O'Mara MS, Chapyak D, Greenhalgh DG, Palmieri TL. J. Burn Care Res. 2006; 27(6): 803-808.

Affiliation

Shriners Hospital for Children of Northern California, Department of Burns Surgery, Sacramento, California, USA.

Copyright

(Copyright © 2006, American Burn Association, Publisher Lippincott Williams and Wilkins)

DOI

10.1097/01.BCR.0000245436.06218.95

PMID

17091074

Abstract

Up to 60% of deaths in pediatric intensive care units occur after placing limits upon life-sustaining treatment. Two-thirds of limitations are made on the last day of life. Our aim was to characterize the timing, indications, and implementation of "do not resuscitate" (DNR) orders and the withdrawal of support from children with severe burns. A retrospective evaluation was conducted of all deaths in a pediatric burn unit over a 7-year period. Values are presented as mean +/- SD; two-tailed t-tests and Fisher's exact tests were used for analysis. Of the 29 deaths (total admissions = 1261; 2.3% death rate), 12 were of patients with DNR status. Active withdrawal of support occurred for 15 patients: 10 with DNR orders, 5 without. There was no difference in age, burn size, inhalation injury, etiology of injury, cause of death, intensive care unit days, or ventilator days between DNR patients and non-DNR patients. Of the 12 patients with DNR status, only five had orders indicating no cardiopulmonary resuscitation (CPR), no vasopressors, and no cardioversion. The mean time from DNR to death was 22.9 +/- 49.6 hours (median, 2.75 hours). Patients without DNR orders before death had more CPR attempts (0.8 +/- 0.6 vs. 0.3 +/- 0.6; P < .05). At the time of death, few patients with DNR orders were receiving vasopressors (two patients) or underwent CPR (1 patient). Of the 17 patients without DNR orders, 12 underwent resuscitative efforts: CPR (11), vasopressors (12), or cardioversion (9). No resuscitative efforts were undertaken for four children, two with DNR orders. For the acutely injured child there is a strong tendency to wait until the last possible hours of life to address limitation of life-sustaining measures.

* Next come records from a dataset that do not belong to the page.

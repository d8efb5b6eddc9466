// Copyright 2025 Muvon Un Limited
//
// Licensed under the Apache License, Version 2.0 (the "License");
// you may not use this file except in compliance with the License.
// You may obtain a copy of the License at
//
//     http://www.apache.org/licenses/LICENSE-2.0
//
// Unless required by applicable law or agreed to in writing, software
// distributed under the License is distributed on an "AS IS" BASIS,
// WITHOUT WARRANTIES OR CONDITIONS OF ANY KIND, either express or implied.
// See the License for the specific language governing permissions and
// limitations under the License.

// Configuration loading and logging macros

use anyhow::{Context, Result};
use serde::{Deserialize, Serialize};
use std::cell::RefCell;
use std::fs;
use std::path::PathBuf;

const CONFIG_FILE_NAME: &str = "config.toml";
const API_KEY_ENV: &str = "ZHIPU_API_KEY";

#[derive(Debug, Serialize, Deserialize, Clone, PartialEq)]
pub enum LogLevel {
	#[serde(rename = "none")]
	None,
	#[serde(rename = "info")]
	Info,
	#[serde(rename = "debug")]
	Debug,
}

impl Default for LogLevel {
	fn default() -> Self {
		Self::None
	}
}

impl LogLevel {
	/// Check if info logging is enabled
	pub fn is_info_enabled(&self) -> bool {
		matches!(self, LogLevel::Info | LogLevel::Debug)
	}

	/// Check if debug logging is enabled
	pub fn is_debug_enabled(&self) -> bool {
		matches!(self, LogLevel::Debug)
	}
}

// Default functions

fn default_endpoint() -> String {
	"https://open.bigmodel.cn/api/paas/v4/chat/completions".to_string()
}

fn default_model() -> String {
	"glm-z1-flash".to_string()
}

fn default_temperature() -> f32 {
	0.6
}

fn default_provider_name() -> String {
	"zhipu".to_string()
}

fn default_system_prompt() -> String {
	"You are a helpful assistant. Think through the problem step by step inside \
<think> tags before answering, then give the final answer outside the tags."
		.to_string()
}

/// Transport configuration, injected into the provider at construction time.
/// Credentials live here and nowhere else; the session core never reads them.
#[derive(Debug, Serialize, Deserialize, Clone)]
pub struct ProviderConfig {
	#[serde(default = "default_provider_name")]
	pub provider: String,
	#[serde(default = "default_endpoint")]
	pub endpoint: String,
	#[serde(default = "default_model")]
	pub model: String,
	#[serde(default = "default_temperature")]
	pub temperature: f32,
	#[serde(skip_serializing_if = "Option::is_none")]
	pub api_key: Option<String>,
}

impl Default for ProviderConfig {
	fn default() -> Self {
		Self {
			provider: default_provider_name(),
			endpoint: default_endpoint(),
			model: default_model(),
			temperature: default_temperature(),
			api_key: None,
		}
	}
}

#[derive(Debug, Serialize, Deserialize, Clone, Default)]
pub struct Config {
	#[serde(default)]
	pub log_level: LogLevel,
	#[serde(default = "default_system_prompt")]
	pub system_prompt: String,
	#[serde(default)]
	pub provider: ProviderConfig,
	#[serde(skip)]
	pub config_path: Option<PathBuf>,
}

impl Config {
	pub fn get_log_level(&self) -> LogLevel {
		self.log_level.clone()
	}

	/// Resolve the config file path: ~/.config/ruminate/config.toml,
	/// falling back to ./.ruminate/config.toml when no home dir exists.
	pub fn config_file_path() -> PathBuf {
		match dirs::home_dir() {
			Some(home) => home.join(".config").join("ruminate").join(CONFIG_FILE_NAME),
			None => PathBuf::from(".ruminate").join(CONFIG_FILE_NAME),
		}
	}

	/// Load configuration from the config file, creating defaults when absent.
	/// Environment variables take precedence over config file values.
	pub fn load() -> Result<Self> {
		let config_path = Self::config_file_path();

		let mut config = if config_path.exists() {
			let config_str = fs::read_to_string(&config_path).context(format!(
				"Failed to read config from {}",
				config_path.display()
			))?;
			toml::from_str::<Config>(&config_str).context("Failed to parse TOML configuration")?
		} else {
			Self {
				system_prompt: default_system_prompt(),
				..Default::default()
			}
		};

		config.config_path = Some(config_path);

		// Environment variable takes precedence over the config file value
		if let Ok(api_key) = std::env::var(API_KEY_ENV) {
			config.provider.api_key = Some(api_key);
		}

		Ok(config)
	}

	/// Write the current configuration to its config file, creating parent
	/// directories as needed. The API key is kept out of the written file.
	pub fn save(&self) -> Result<PathBuf> {
		let config_path = match &self.config_path {
			Some(path) => path.clone(),
			None => Self::config_file_path(),
		};

		if let Some(parent) = config_path.parent() {
			fs::create_dir_all(parent).context(format!(
				"Failed to create config directory {}",
				parent.display()
			))?;
		}

		let mut clean = self.clone();
		clean.provider.api_key = None;

		let toml_str =
			toml::to_string_pretty(&clean).context("Failed to serialize configuration")?;
		fs::write(&config_path, toml_str).context(format!(
			"Failed to write config to {}",
			config_path.display()
		))?;

		Ok(config_path)
	}
}

// Logging macros for different log levels
// These macros automatically check the current log level and only print if appropriate

thread_local! {
	static CURRENT_CONFIG: RefCell<Option<Config>> = const { RefCell::new(None) };
}

/// Set the current config for the thread (to be used by logging macros)
pub fn set_thread_config(config: &Config) {
	CURRENT_CONFIG.with(|c| {
		*c.borrow_mut() = Some(config.clone());
	});
}

/// Get the current config for the thread
pub fn with_thread_config<F, R>(f: F) -> Option<R>
where
	F: FnOnce(&Config) -> R,
{
	CURRENT_CONFIG.with(|c| (*c.borrow()).as_ref().map(f))
}

/// Info logging macro with automatic cyan coloring
/// Shows info messages when log level is Info OR Debug
#[macro_export]
macro_rules! log_info {
	($fmt:expr) => {
		if let Some(should_log) = $crate::config::with_thread_config(|config| config.get_log_level().is_info_enabled()) {
			if should_log {
				use colored::Colorize;
				println!("{}", $fmt.cyan());
			}
		}
	};
	($fmt:expr, $($arg:expr),*) => {
		if let Some(should_log) = $crate::config::with_thread_config(|config| config.get_log_level().is_info_enabled()) {
			if should_log {
				use colored::Colorize;
				println!("{}", format!($fmt, $($arg),*).cyan());
			}
		}
	};
}

/// Debug logging macro with automatic bright blue coloring
#[macro_export]
macro_rules! log_debug {
	($fmt:expr) => {
		if let Some(should_log) = $crate::config::with_thread_config(|config| config.get_log_level().is_debug_enabled()) {
			if should_log {
				use colored::Colorize;
				println!("{}", $fmt.bright_blue());
			}
		}
	};
	($fmt:expr, $($arg:expr),*) => {
		if let Some(should_log) = $crate::config::with_thread_config(|config| config.get_log_level().is_debug_enabled()) {
			if should_log {
				use colored::Colorize;
				println!("{}", format!($fmt, $($arg),*).bright_blue());
			}
		}
	};
}

/// Error logging macro with automatic bright red coloring
/// Always visible regardless of log level (errors should always be shown)
#[macro_export]
macro_rules! log_error {
	($fmt:expr) => {{
		use colored::Colorize;
		eprintln!("{}", $fmt.bright_red());
	}};
	($fmt:expr, $($arg:expr),*) => {{
		use colored::Colorize;
		eprintln!("{}", format!($fmt, $($arg),*).bright_red());
	}};
}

Documentation of limitation of care was not previously addressed in nearly a third of cases in which support was actively withdrawn. Once a decision to limit support was made, the majority of children proceeded rapidly to death. Further evaluation of the indications, timing, and implementation of DNR orders for children with severe burns is warranted.